*How to complete this task*. All lines of the listing that contain "trail" should be shown in full.

*Raw data*.
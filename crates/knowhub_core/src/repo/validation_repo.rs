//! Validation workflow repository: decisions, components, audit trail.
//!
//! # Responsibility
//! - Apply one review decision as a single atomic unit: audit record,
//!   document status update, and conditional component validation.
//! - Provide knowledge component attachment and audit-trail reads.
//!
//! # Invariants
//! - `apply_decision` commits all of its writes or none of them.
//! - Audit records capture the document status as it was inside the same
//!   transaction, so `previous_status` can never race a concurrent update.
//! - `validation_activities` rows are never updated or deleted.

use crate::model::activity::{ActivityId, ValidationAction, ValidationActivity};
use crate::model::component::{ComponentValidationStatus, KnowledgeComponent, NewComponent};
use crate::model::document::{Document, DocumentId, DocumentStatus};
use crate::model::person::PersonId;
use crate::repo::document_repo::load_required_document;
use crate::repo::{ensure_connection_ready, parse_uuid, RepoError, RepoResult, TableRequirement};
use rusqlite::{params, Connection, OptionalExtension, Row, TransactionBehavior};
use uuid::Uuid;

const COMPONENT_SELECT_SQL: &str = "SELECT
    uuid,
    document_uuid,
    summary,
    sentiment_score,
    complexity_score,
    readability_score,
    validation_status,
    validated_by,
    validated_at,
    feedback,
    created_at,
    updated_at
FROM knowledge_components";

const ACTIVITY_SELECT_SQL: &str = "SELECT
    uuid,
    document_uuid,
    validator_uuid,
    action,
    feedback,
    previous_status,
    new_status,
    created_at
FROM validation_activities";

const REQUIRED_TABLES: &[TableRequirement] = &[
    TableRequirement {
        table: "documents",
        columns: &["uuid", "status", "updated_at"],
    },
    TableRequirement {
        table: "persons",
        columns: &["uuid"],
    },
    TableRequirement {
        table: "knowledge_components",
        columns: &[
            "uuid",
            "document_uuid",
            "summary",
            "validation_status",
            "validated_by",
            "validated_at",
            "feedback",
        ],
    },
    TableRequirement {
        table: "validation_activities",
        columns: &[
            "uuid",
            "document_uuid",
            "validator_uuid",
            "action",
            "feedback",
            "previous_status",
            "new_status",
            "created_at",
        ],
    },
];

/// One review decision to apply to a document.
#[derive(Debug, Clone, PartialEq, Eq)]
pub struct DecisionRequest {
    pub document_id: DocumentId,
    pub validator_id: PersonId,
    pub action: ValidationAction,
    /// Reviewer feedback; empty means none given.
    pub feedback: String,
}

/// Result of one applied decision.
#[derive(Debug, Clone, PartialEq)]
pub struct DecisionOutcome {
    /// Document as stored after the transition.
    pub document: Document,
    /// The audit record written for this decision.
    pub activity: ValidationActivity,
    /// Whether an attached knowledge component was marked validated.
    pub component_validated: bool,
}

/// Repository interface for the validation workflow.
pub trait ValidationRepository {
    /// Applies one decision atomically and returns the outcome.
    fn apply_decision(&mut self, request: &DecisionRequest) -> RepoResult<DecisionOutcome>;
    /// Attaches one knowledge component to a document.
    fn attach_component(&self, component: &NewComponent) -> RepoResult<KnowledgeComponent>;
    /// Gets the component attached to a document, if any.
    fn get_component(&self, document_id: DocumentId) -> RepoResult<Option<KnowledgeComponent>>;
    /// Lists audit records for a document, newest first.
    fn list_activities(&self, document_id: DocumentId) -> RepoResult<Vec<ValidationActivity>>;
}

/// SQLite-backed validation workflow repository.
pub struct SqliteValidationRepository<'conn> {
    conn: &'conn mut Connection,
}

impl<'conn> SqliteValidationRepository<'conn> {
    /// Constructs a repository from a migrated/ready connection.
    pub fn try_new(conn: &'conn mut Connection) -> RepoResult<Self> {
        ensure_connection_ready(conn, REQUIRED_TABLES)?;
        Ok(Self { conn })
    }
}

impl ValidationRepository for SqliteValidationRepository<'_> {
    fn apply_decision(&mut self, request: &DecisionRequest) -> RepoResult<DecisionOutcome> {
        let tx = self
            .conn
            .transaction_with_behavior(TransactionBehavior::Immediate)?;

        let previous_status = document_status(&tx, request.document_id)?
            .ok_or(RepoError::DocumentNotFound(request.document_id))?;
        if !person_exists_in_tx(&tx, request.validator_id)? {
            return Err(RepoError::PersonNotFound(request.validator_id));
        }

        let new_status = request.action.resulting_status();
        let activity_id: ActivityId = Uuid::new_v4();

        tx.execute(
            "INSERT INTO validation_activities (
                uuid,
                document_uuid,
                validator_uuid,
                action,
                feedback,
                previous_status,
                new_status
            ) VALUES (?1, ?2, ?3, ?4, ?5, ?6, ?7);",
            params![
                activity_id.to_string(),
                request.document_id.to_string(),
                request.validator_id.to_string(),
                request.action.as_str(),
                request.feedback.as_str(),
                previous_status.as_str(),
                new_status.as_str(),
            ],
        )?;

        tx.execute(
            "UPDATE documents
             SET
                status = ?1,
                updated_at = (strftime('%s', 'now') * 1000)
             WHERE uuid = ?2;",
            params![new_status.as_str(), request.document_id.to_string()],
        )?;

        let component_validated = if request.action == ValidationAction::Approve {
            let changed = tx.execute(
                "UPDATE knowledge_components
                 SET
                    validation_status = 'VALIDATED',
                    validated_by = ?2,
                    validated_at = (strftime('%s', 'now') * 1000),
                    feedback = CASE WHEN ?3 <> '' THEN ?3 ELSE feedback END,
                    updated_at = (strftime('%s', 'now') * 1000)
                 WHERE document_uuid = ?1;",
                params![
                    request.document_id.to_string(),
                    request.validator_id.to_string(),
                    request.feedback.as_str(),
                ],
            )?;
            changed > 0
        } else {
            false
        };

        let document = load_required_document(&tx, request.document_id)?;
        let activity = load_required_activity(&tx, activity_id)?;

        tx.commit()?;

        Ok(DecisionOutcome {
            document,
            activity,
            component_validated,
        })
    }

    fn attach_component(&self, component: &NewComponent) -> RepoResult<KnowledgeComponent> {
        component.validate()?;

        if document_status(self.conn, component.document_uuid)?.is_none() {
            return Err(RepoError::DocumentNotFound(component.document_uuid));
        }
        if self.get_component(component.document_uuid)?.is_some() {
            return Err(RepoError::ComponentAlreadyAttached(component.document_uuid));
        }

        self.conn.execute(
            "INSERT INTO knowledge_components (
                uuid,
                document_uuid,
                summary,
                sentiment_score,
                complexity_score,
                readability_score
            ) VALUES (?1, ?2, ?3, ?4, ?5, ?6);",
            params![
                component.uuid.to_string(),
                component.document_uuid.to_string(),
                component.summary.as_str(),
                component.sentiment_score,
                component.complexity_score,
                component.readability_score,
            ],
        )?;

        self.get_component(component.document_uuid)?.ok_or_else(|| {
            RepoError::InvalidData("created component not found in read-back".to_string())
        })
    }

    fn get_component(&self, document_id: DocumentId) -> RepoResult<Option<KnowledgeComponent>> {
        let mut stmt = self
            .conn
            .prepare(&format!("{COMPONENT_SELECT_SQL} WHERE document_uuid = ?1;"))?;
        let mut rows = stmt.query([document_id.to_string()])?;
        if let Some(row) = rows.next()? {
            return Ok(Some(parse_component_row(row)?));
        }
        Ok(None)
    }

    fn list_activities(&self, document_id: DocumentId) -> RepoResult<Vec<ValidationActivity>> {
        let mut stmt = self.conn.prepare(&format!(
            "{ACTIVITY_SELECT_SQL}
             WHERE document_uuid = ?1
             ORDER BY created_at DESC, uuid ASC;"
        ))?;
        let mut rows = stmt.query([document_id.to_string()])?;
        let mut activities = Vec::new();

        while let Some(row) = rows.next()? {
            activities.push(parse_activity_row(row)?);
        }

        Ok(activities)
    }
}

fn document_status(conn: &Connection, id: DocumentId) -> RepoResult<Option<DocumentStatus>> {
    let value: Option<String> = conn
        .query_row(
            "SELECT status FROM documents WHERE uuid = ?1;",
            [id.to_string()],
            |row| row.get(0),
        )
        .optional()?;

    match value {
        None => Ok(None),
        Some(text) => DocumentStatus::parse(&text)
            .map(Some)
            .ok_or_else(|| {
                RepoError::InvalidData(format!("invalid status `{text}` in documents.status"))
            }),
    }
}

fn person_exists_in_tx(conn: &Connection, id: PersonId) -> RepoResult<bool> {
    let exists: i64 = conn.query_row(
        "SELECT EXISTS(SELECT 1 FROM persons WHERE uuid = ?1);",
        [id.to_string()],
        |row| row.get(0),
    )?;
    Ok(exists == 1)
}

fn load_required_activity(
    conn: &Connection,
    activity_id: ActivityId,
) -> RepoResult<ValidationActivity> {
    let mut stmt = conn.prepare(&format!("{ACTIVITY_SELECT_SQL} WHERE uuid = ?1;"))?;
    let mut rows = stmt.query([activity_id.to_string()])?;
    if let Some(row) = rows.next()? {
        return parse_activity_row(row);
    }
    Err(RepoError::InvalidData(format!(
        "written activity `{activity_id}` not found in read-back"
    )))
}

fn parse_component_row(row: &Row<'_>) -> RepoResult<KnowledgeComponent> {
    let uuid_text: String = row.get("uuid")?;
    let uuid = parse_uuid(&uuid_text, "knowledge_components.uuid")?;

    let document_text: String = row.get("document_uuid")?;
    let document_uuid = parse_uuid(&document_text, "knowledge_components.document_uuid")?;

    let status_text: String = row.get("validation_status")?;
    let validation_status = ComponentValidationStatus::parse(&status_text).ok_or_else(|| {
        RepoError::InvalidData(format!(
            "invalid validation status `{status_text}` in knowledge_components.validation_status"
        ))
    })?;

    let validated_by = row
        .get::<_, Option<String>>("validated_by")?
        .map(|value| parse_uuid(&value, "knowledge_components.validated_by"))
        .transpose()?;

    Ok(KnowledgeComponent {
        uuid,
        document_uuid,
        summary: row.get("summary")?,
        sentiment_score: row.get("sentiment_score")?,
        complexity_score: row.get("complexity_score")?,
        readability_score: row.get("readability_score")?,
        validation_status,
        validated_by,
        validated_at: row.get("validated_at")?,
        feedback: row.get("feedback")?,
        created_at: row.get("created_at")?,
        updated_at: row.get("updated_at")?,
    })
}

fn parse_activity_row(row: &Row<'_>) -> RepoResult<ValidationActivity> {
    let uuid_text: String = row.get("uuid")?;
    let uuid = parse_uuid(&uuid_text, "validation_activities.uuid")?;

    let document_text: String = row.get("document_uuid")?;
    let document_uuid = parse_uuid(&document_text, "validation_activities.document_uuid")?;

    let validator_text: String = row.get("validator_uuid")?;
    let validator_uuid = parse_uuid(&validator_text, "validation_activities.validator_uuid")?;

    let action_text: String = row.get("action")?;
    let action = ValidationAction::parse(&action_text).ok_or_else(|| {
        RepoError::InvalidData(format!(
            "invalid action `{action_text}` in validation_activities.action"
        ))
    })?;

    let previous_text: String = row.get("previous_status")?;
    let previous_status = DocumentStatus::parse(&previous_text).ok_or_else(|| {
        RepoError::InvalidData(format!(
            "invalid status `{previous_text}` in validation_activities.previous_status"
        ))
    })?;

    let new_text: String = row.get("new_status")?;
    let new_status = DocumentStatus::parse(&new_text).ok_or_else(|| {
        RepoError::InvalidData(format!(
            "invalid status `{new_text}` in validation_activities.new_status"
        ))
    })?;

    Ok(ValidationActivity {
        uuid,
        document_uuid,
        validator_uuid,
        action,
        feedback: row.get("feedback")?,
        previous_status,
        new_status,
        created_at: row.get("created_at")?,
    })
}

*Exercise response*.
//! Validation workflow repository: decisions, components, audit trail.
//! - Provide knowledge component attachment and audit-trail reads.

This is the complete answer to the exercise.